As generative artificial intelligence and blockchain technologies merge in the enterprise, expect the mundane at first
From family dinners to weekend afternoons, I’ve spent a lot of time over the past six months playing with generative AI tools and thinking about how they will change “everything.” I’m more and more confident that they will have an impact, but it won’t be as huge or as fast as some might think, especially in the enterprise.
Let me start with all the reasons why generative AI is going to take a while to really scale in your enterprise business processes and have a measurable impact on productivity. First and foremost, companies achieve scale by implementing process controls and then automating systems. From inventory management to hiring, the key to scaling enterprise systems is the ability to shift people’s effort from individual transactions or activities to managing end-to-end processes.
Paul Brody is EY’s global blockchain leader and a CoinDesk columnist.
Take something as simple as stocking up on groceries at a grocery store. Enterprise systems and POS systems have been carefully integrated over the years to automatically reorder out-of-stock items and, much more importantly, systematically anticipate and plan to avoid out-of-stock items.
Generative AI systems, on the other hand, are not good at performing the same task over and over with high precision strictly and consistently. Ask a generative AI system similar but not identical questions and you may get very different answers. This type of variance breaks business processes built on input consistency.
Generative AI systems are amazing at coming up with new ideas, and doing so at tremendous speed, but business transformation is largely about change management – both people and systems. Business ecosystems tend to transform at roughly the same rate as the slowest components of the ecosystem, not the fastest.
A good example of this comes from the early era of online shopping. It was quickly possible to build online storefronts and accept credit card payments. However, shipping and packaging were built and optimized for the world of pallet-sized deliveries to stores. To the extent that companies even had digital catalogs, they did not have images of products. No grocery store manager needs to know what a can of soup looks like. They already know. They are in the store every day. As a result, e-commerce took off much more slowly than analysts expected, held back not by the Web but by warehouses and logistics systems.
Like e-commerce, generative AI systems will infiltrate enterprise systems alongside blockchain technology, and they will eventually work very well together, but progress will be driven by careful design and integration, not rapid, wholesale adoption. While consumers are often able to broadly adopt new technologies within a decade, it typically takes business around 25 years, and we should probably expect the same with generative AI and its integration with blockchain technology.
Having gotten the bad news out of the way, let me focus on the areas where we will see the most dramatic impact of how these two technologies will work together. I have identified four that may come sooner rather than later.

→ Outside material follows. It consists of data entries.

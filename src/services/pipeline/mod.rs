// src/services/pipeline/mod.rs
//
// Document-processing pipeline: agents, registry, stage sequencer and the
// orchestrator facade the API layer talks to.

pub mod agent;
pub mod agents;
pub mod errors;
pub mod orchestrator;
pub mod registry;
pub mod sequencer;
pub mod types;

pub use agent::DocumentAgent;
pub use errors::PipelineError;
pub use orchestrator::{create_orchestrator, DocumentOrchestrator};
pub use registry::AgentRegistry;
pub use sequencer::StageSequencer;
pub use types::{
    AgentOutput, AgentState, AgentStatus, Capability, PipelineConfig, PipelineResult, StageError,
};
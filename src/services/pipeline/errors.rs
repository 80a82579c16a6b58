// src/services/pipeline/errors.rs
//
// Pipeline Error Types

use thiserror::Error;
use uuid::Uuid;

use super::types::Capability;

#[derive(Error, Debug, Clone)]
pub enum PipelineError {
    /// A single agent could not complete its stage (bad input, internal
    /// fault). Recovered locally: the run halts at its last successful
    /// status and the failure is surfaced in `PipelineResult.errors`.
    #[error("Agent execution failed: {agent} - {message}")]
    AgentExecution { agent: String, message: String },

    #[error("Stage timeout: {capability} took longer than {timeout_ms}ms")]
    StageTimeout {
        capability: Capability,
        timeout_ms: u64,
    },

    /// Pipeline-configuration error, fatal to the run.
    #[error("No agent registered for capability: {0}")]
    NoAgentForCapability(Capability),

    #[error("Agent already registered: {agent_id} ({agent_name})")]
    DuplicateAgent { agent_id: Uuid, agent_name: String },

    /// An agent broke its contract (e.g. confidence score outside [0, 1]).
    /// Reported, never silently corrected.
    #[error("Agent contract violation: {agent} - {message}")]
    ContractViolation { agent: String, message: String },

    /// Caller-contract violation; the only error `process_document` returns
    /// directly instead of folding into the result.
    #[error("Invalid document: {0}")]
    InvalidDocument(String),
}

impl From<PipelineError> for crate::errors::AppError {
    fn from(error: PipelineError) -> Self {
        match error {
            PipelineError::InvalidDocument(msg) => crate::errors::AppError::BadRequest(msg),
            PipelineError::DuplicateAgent {
                agent_id,
                agent_name,
            } => crate::errors::AppError::Conflict(format!(
                "Agent {} ({}) already registered",
                agent_id, agent_name
            )),
            other => {
                crate::errors::AppError::InternalServerErrorGeneric(other.to_string())
            }
        }
    }
}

Enterprise business processes run on software, and generative AI systems are exceptionally good at software development. It is one of the few areas where we have strong, documented evidence that generative AI systems significantly improve productivity. Since the integration of blockchains into business processes is largely a matter of both process and software integration, the likely impact will be significant and will be felt soonest.
Blockchains do a fantastic job of improving data quality. When you think about products, services and systems that move between companies, data quality is one of the biggest detriments to working between companies. In a world of silos, data is re-entered into every business ecosystem. On a blockchain, tokens and hashes represent assets and data and can maintain their integrity as they move through an ecosystem. With better quality data, you can expect generative AI systems to perform even better analyses.
It will also work the other way around: generative AI systems are fantastic at matching and interpreting patterns. They will become fundamental to the business of blockchain analytics in very short order, helping to identify trends and classify individual transactions.
One of the biggest problems for AI systems is how to find reliable source data. We are in the early stages of an exa-flood of AI-generated content. Much of it will be trite, generic and mediocre. How will we know what is an authoritative, expert view on a subject or a machine-generated pattern based on other machine-generated patterns? By verifying the authenticity and origin of source data using blockchain hashes.
News agency ANSA in Italy already notarizes nearly 1 million articles a year using EY’s OpsChain system. This was meant to combat fake news, but in the future, tools like this could be crucial to authenticating the sources of AI training data.
In the same way that generative AI systems are good at writing code, they are also good at interpreting error messages, problems and suggesting solutions. Blockchain usage is still too complex, and conversational interfaces capable of accepting error messages, searching for and formatting proposals, and acting as a “co-pilot” in a process are likely to be enormously useful to users.
In the early days when new technologies develop and interact, the results tend to be both boring and predictable, much like I’ve described above. We saw this with GPS and online shopping and mobile phones. At first, we had an e-commerce experience that was little more than a paper catalog on a screen. In the end, we ended up with push ads coming to us in a ride-sharing vehicle proposing to have food delivered to us at our destination.
And so it will be when blockchain and AI begin to evolve and converge together. We’re in the boring phase, but just wait until things get weird and wildly unpredictable. Because they want to.